▶ _Problem details_
Write only how many lines in this data include "ImageProfileState".

▶ _Source material_
+++++

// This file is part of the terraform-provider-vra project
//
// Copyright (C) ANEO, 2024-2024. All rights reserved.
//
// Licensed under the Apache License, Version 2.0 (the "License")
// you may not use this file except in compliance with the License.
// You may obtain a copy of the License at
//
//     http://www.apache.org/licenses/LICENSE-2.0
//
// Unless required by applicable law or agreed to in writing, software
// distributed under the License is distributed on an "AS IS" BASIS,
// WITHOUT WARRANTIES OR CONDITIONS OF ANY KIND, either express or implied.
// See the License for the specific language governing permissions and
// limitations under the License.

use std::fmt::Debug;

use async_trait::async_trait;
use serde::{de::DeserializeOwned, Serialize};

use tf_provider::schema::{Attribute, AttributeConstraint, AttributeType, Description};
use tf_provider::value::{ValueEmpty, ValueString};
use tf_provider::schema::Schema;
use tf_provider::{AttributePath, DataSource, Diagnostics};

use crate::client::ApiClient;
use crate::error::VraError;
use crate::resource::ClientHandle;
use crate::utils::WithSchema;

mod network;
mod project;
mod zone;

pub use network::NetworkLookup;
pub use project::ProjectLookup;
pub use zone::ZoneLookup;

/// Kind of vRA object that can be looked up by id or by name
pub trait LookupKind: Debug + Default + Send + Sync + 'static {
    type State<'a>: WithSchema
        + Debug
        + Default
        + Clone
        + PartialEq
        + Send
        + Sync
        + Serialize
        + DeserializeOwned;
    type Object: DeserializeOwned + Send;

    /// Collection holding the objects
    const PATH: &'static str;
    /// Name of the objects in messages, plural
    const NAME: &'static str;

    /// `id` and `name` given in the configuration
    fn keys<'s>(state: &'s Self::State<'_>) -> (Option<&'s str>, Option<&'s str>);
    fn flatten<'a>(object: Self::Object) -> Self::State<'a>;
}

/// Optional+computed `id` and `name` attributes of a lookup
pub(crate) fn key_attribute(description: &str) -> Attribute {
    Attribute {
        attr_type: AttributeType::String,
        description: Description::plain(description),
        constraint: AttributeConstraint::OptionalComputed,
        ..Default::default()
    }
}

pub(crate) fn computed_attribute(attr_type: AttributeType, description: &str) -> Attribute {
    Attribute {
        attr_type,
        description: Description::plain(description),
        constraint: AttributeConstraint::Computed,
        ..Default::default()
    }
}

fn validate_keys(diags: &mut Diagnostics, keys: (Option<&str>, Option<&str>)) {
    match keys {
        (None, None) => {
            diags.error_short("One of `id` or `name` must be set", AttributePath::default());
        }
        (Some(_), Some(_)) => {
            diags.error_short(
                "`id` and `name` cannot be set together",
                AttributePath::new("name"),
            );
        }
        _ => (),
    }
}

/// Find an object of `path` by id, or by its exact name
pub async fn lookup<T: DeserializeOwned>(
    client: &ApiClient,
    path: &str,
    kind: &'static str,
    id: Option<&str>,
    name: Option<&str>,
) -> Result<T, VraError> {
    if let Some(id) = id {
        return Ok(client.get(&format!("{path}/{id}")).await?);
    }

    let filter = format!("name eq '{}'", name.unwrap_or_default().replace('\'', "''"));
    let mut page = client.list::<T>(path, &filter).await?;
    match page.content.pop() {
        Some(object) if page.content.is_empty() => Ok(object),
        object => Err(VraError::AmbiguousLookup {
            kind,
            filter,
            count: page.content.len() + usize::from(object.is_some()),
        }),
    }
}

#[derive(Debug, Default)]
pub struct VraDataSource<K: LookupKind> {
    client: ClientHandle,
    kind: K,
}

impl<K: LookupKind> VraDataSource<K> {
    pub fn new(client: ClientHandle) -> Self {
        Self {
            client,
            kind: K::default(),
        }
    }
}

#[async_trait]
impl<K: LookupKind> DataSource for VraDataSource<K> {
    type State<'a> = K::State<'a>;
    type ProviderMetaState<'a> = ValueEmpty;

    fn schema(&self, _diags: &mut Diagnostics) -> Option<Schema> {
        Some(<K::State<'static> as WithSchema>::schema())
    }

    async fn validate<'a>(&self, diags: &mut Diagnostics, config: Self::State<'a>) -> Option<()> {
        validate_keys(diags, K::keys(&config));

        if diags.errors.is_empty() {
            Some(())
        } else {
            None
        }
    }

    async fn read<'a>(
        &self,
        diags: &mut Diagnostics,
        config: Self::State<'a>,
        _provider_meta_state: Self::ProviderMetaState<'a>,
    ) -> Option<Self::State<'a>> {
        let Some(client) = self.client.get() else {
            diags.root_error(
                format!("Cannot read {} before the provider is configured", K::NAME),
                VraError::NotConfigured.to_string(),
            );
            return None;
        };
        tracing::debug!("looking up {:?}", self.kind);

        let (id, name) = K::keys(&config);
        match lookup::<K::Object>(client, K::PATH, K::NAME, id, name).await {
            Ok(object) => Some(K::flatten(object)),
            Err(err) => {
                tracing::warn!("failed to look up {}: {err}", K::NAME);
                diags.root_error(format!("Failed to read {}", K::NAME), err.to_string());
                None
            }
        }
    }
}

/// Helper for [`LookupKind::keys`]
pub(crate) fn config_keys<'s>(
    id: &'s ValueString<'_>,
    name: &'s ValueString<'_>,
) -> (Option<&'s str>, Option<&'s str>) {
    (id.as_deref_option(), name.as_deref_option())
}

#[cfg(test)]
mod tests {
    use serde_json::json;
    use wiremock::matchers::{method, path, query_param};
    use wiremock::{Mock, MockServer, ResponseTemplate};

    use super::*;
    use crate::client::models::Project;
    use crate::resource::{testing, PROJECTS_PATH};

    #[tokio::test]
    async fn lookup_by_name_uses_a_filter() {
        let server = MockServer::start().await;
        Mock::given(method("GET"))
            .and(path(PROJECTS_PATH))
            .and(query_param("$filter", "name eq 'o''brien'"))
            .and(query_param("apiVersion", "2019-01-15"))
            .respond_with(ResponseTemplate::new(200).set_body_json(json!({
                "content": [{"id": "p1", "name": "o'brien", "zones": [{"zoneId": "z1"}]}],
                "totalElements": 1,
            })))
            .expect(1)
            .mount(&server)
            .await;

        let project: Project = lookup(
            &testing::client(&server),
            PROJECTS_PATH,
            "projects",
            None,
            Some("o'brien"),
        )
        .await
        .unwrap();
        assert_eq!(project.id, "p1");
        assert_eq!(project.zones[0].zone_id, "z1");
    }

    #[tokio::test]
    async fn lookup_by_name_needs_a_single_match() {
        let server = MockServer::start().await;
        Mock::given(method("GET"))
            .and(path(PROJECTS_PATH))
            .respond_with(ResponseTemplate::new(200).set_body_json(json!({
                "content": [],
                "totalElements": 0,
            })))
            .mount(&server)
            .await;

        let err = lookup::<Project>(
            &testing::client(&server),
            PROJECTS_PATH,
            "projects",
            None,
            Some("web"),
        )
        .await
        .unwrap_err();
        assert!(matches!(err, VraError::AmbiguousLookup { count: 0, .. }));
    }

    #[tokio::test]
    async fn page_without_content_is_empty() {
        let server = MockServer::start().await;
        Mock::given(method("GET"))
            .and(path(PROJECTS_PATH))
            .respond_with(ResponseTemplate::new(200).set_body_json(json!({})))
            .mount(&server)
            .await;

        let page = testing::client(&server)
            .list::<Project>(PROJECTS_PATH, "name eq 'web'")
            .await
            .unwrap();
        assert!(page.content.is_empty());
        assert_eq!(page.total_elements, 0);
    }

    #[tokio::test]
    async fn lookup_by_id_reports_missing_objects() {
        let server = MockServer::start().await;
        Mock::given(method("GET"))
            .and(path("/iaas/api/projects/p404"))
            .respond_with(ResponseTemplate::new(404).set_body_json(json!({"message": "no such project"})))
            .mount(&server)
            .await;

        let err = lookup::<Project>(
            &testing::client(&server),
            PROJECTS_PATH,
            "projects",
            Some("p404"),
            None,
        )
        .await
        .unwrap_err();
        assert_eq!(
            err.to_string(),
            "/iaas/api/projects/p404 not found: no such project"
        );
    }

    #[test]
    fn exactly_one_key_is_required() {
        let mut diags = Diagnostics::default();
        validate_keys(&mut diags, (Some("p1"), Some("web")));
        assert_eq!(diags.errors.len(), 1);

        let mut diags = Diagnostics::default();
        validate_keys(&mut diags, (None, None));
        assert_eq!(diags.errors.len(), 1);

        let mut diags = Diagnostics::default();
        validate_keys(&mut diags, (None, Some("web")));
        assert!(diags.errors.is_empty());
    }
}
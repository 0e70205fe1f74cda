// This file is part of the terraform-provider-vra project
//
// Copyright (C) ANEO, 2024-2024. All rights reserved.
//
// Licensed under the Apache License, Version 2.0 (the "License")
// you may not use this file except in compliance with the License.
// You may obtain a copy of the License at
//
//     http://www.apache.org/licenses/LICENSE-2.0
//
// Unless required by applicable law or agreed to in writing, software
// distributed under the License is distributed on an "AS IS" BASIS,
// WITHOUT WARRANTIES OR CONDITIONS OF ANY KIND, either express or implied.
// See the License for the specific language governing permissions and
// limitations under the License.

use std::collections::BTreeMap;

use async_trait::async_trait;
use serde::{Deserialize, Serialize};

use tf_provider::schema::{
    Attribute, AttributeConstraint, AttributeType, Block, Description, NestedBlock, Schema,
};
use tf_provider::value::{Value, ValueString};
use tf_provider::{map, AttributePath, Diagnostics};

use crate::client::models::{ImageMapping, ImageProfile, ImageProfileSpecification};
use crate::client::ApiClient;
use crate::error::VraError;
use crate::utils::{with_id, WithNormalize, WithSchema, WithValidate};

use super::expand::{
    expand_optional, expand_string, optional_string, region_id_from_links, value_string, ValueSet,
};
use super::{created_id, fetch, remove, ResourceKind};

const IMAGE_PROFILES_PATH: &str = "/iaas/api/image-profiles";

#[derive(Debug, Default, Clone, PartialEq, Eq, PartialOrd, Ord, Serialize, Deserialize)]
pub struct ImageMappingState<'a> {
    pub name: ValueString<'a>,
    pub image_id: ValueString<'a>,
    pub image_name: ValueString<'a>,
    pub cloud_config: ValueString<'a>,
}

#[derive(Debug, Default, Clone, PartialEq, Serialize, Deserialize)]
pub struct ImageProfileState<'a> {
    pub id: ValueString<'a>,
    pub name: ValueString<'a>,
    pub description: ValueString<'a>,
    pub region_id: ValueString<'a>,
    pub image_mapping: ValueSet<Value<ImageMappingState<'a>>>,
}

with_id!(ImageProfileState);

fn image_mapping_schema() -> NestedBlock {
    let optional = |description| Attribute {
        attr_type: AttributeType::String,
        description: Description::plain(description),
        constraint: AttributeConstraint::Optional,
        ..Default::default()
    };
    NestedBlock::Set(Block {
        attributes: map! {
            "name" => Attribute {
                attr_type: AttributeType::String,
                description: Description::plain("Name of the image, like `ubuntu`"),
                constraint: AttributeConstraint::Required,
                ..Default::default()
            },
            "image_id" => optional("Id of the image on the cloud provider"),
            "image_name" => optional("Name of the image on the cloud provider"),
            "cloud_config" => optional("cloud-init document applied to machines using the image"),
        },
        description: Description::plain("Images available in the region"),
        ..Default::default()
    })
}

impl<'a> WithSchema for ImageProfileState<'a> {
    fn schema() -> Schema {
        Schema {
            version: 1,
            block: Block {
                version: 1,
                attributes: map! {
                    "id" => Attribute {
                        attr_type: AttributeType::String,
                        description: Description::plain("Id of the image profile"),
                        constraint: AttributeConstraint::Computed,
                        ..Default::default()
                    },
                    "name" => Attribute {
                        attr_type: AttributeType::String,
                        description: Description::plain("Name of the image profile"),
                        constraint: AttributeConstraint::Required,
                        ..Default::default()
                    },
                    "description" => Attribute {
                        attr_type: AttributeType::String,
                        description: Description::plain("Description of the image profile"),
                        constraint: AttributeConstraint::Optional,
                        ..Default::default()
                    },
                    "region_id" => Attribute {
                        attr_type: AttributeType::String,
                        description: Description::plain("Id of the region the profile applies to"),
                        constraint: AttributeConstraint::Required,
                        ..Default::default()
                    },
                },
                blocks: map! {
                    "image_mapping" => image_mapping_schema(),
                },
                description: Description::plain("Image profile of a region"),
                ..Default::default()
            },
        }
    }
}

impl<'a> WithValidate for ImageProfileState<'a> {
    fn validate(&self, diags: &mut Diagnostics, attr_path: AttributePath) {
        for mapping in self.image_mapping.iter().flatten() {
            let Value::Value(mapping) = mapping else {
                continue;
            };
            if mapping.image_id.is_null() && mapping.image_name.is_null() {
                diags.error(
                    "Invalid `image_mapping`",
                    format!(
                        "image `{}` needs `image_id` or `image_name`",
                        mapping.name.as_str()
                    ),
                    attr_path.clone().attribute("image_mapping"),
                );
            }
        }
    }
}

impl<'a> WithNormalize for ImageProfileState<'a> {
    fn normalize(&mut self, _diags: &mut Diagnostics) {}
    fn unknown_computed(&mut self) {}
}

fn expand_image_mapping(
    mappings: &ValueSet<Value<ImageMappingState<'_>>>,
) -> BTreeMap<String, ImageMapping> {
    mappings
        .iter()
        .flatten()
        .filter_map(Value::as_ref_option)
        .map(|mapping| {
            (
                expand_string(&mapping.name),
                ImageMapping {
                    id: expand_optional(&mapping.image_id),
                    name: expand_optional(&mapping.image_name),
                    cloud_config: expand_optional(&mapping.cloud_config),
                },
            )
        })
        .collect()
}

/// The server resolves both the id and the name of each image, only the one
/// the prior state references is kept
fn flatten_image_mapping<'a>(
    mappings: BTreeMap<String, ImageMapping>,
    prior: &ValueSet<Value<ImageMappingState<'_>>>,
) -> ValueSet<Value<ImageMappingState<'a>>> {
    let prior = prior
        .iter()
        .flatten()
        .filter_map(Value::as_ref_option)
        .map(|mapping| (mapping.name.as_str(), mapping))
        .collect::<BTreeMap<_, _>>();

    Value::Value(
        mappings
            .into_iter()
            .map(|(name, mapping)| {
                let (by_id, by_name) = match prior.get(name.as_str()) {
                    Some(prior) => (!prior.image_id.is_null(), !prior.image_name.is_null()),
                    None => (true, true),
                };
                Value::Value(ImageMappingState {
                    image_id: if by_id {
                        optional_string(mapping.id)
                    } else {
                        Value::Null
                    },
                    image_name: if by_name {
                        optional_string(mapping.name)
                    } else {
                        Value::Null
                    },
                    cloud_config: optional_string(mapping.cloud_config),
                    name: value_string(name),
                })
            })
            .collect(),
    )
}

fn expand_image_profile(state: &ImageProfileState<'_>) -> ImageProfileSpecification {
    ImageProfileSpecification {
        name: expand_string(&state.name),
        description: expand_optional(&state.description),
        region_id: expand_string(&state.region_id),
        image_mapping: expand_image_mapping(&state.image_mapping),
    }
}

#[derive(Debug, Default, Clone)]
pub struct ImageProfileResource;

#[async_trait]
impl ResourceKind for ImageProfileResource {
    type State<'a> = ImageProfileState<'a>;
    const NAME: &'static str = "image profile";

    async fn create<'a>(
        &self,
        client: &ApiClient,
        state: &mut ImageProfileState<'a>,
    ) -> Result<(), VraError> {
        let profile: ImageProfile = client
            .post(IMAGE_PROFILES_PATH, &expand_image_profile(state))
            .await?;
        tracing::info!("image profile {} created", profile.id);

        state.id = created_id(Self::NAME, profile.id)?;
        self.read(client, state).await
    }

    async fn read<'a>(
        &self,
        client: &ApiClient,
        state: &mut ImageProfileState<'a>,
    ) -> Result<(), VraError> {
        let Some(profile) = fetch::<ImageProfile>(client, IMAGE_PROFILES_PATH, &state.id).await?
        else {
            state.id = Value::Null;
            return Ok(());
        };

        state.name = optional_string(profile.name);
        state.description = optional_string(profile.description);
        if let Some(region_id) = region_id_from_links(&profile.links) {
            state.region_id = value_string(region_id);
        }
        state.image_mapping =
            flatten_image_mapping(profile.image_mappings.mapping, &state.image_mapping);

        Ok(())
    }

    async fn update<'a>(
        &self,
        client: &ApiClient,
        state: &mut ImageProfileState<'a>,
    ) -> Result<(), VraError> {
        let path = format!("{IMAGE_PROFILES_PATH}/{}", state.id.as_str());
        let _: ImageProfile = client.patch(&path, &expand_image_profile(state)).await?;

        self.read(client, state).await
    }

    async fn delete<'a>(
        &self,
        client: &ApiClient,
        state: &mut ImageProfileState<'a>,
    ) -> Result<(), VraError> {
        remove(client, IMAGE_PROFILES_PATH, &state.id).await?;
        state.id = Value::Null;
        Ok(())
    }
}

+++++

▶ _Answer to this problem_
11